Dave married Dorothy Hawks in 1952. She had been a teacher who loved to teach, but was needed to help with operation and bookkeeping of the store, so she left her teaching position and joined her husband to assist the store.
Business was thriving for Goodman’s and the need for expanded space to allow Goodman’s to carry more merchandise was necessary. An addition to the store was built behind the store in 1957. Still, more space was needed so the Goodman’s built another building adjacent to their location. Hortense became known as “Granny Goodman” and worked for 66 years in the family’s store.
Dave and Dorothy’s 2nd son of 3 children, Robert Goodman, came into the family business after his graduation from the University of Northern Colorado in 1977. He formally took over management from Dave and Dorothy as today’s proprietor of Goodman’s in 1981.
Currently Bob Goodman has maintained the same old time feel of Goodman’s as well as remodel and modernizes the store, and expand the lines of merchandise as did those before him. The business is run by himself as well as his wife Valerie, and their two daughters Jordan, 21, and Hayley, 18.

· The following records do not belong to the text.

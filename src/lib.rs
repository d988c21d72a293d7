pub mod config;
pub mod db;
pub mod environment;
pub mod errors;
pub mod io;
pub mod lifecycle;
pub mod recording;
pub mod routes;
pub mod service;
pub mod store;
pub mod summarize;
pub mod urls;
use std::sync::Mutex;

use slog::Drain;
use slog::Fuse;
use slog_async::Async;
use slog_json::Json;

pub use slog::{debug, error, info, o, trace, warn, Logger};

/// Builds the root logger: JSON lines on stderr, written from a
/// background thread, tagged with the build metadata.
pub fn initialize_logger() -> Logger {
    let drain = Mutex::new(Json::default(std::io::stderr())).map(Fuse);
    let drain = Async::new(drain).build().fuse();

    Logger::root(
        drain,
        o!("name" => info::NAME, "version" => info::VERSION, "revision" => info::REVISION, "build_timestamp" => info::BUILD_TIMESTAMP),
    )
}

/// A logger that drops everything.
pub fn discard() -> Logger {
    Logger::root(slog::Discard, o!())
}

/// Routes records from the `log` facade used by warp, sqlx and reqwest
/// through slog, filtered by `RUST_LOG`. The guard must be kept alive.
#[cfg(feature = "env_logging")]
pub fn initialize_env_logging() -> slog_scope::GlobalLoggerGuard {
    slog_envlogger::init().expect("initialize slog-envlogger")
}
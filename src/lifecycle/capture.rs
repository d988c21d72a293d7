use std::fmt;
use std::mem;

use super::LifecycleError;

/// Audio that has been captured but not uploaded yet.
#[derive(Clone, PartialEq)]
pub struct PendingAudio {
    pub raw: Vec<u8>,
    pub content_type: String,
}

impl PendingAudio {
    pub fn new(raw: Vec<u8>, content_type: impl Into<String>) -> Self {
        PendingAudio {
            raw,
            content_type: content_type.into(),
        }
    }
}

impl fmt::Debug for PendingAudio {
    fn fmt(&self, f: &mut fmt::Formatter<'_>) -> fmt::Result {
        f.debug_struct("PendingAudio")
            .field("len", &self.raw.len())
            .field("content_type", &self.content_type)
            .finish()
    }
}

/// Where the single capture session of a client stands.
#[derive(Clone, Debug, PartialEq)]
pub enum Capture {
    Idle,
    Capturing,
    Captured(PendingAudio),
    Naming(PendingAudio),
    Uploading,
}

impl Default for Capture {
    fn default() -> Self {
        Capture::Idle
    }
}

impl Capture {
    /// Whether a new capture may start. Mirrors the start control being
    /// enabled.
    pub fn can_start(&self) -> bool {
        matches!(self, Capture::Idle)
    }

    pub(crate) fn start(&mut self) -> Result<(), LifecycleError> {
        if !self.can_start() {
            return Err(LifecycleError::CaptureBusy);
        }

        *self = Capture::Capturing;
        Ok(())
    }

    pub(crate) fn stop(&mut self, audio: PendingAudio) -> Result<(), LifecycleError> {
        match self {
            Capture::Capturing => {
                *self = Capture::Captured(audio);
                Ok(())
            }
            _ => Err(LifecycleError::NotCapturing),
        }
    }

    pub(crate) fn begin_naming(&mut self) -> Result<(), LifecycleError> {
        match mem::take(self) {
            Capture::Captured(audio) | Capture::Naming(audio) => {
                *self = Capture::Naming(audio);
                Ok(())
            }
            other => {
                *self = other;
                Err(LifecycleError::NothingCaptured)
            }
        }
    }

    /// Moves to `Uploading`, handing out the audio being named.
    pub(crate) fn take_for_upload(&mut self) -> Result<PendingAudio, LifecycleError> {
        match mem::replace(self, Capture::Uploading) {
            Capture::Naming(audio) => Ok(audio),
            other => {
                *self = other;
                Err(LifecycleError::NothingCaptured)
            }
        }
    }

    /// Drops any captured audio. Not allowed while an upload is running.
    pub(crate) fn discard(&mut self) -> Result<(), LifecycleError> {
        match self {
            Capture::Uploading => Err(LifecycleError::CaptureBusy),
            _ => {
                *self = Capture::Idle;
                Ok(())
            }
        }
    }
}
use std::sync::Arc;

use futures::future::{BoxFuture, FutureExt};
use log::info;
use warp::http::StatusCode;
use warp::reject;
use warp::reply::{json, Reply};
use warp::Filter;

use super::response::{Healthz, Success};
use crate::environment::Environment;

pub fn make_healthz_route(
    _environment: Environment,
) -> impl warp::Filter<Extract = (impl Reply,), Error = reject::Rejection> + Clone {
    warp::path("healthz")
        .and(warp::path::end())
        .and(warp::get())
        .map(move || {
            json(&Success::new(Healthz {
                name: info::NAME,
                revision: info::REVISION,
                timestamp: info::BUILD_TIMESTAMP,
                version: info::VERSION,
            }))
        })
}

pub type TerminationFuture = BoxFuture<'static, ()>;

pub type TerminationFunctionWrapper = Arc<dyn Fn() -> TerminationFuture + Send + Sync>;

/// `POST /terminate` asks both servers to shut down gracefully.
pub fn make_termination_route(
    environment: Environment,
    terminate: TerminationFunctionWrapper,
) -> impl warp::Filter<Extract = (impl Reply,), Error = reject::Rejection> + Clone {
    let handler = move || -> BoxFuture<'static, Result<StatusCode, std::convert::Infallible>> {
        let terminate = terminate.clone();
        let logger = environment.logger.clone();

        async move {
            info!(logger, "Termination requested");
            terminate().await;
            Ok(StatusCode::NO_CONTENT)
        }
        .boxed()
    };

    warp::path("terminate")
        .and(warp::path::end())
        .and(warp::post())
        .and_then(handler)
}

#[cfg(test)]
mod test {
    use std::sync::atomic::{AtomicBool, Ordering};

    use super::*;
    use crate::environment::test_environment;

    #[tokio::test]
    async fn healthz_reports_the_version() {
        let filter = make_healthz_route(test_environment().0);

        let response = warp::test::request()
            .path("/healthz")
            .method("GET")
            .reply(&filter)
            .await;

        assert_eq!(response.status(), 200);

        let body: serde_json::Value = serde_json::from_slice(response.body()).unwrap();
        assert_eq!(body["ok"], true);
        assert_eq!(body["data"]["version"], info::VERSION);
        assert_eq!(body["data"]["name"], info::NAME);
    }

    #[tokio::test]
    async fn terminate_runs_the_callback() {
        let called = Arc::new(AtomicBool::new(false));

        let terminate: TerminationFunctionWrapper = {
            let called = called.clone();

            Arc::new(move || {
                let called = called.clone();
                async move { called.store(true, Ordering::SeqCst) }.boxed()
            })
        };

        let filter = make_termination_route(test_environment().0, terminate);

        let response = warp::test::request()
            .path("/terminate")
            .method("POST")
            .reply(&filter)
            .await;

        assert_eq!(response.status(), 204);
        assert!(called.load(Ordering::SeqCst));
    }
}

“The store stands on the original site of the first store, which was built immediately after the Fort Lewis barracks were removed,” Bob said. “When we remodeled we tried very hard to keep the feel of the store intact. We even had the tin roof of the original store matched for the addition. This is it though; the next remodel will be in my children’s generation.”
Bob understands his part in the Goodman legacy.
“I’ve got a lot of pride in the fact my family heritage has lasted so long in this area, and I understand my responsibility to pass it on to the next generation.” Bob said. “I don’t think there is anything that can drag me or my family from Pagosa.”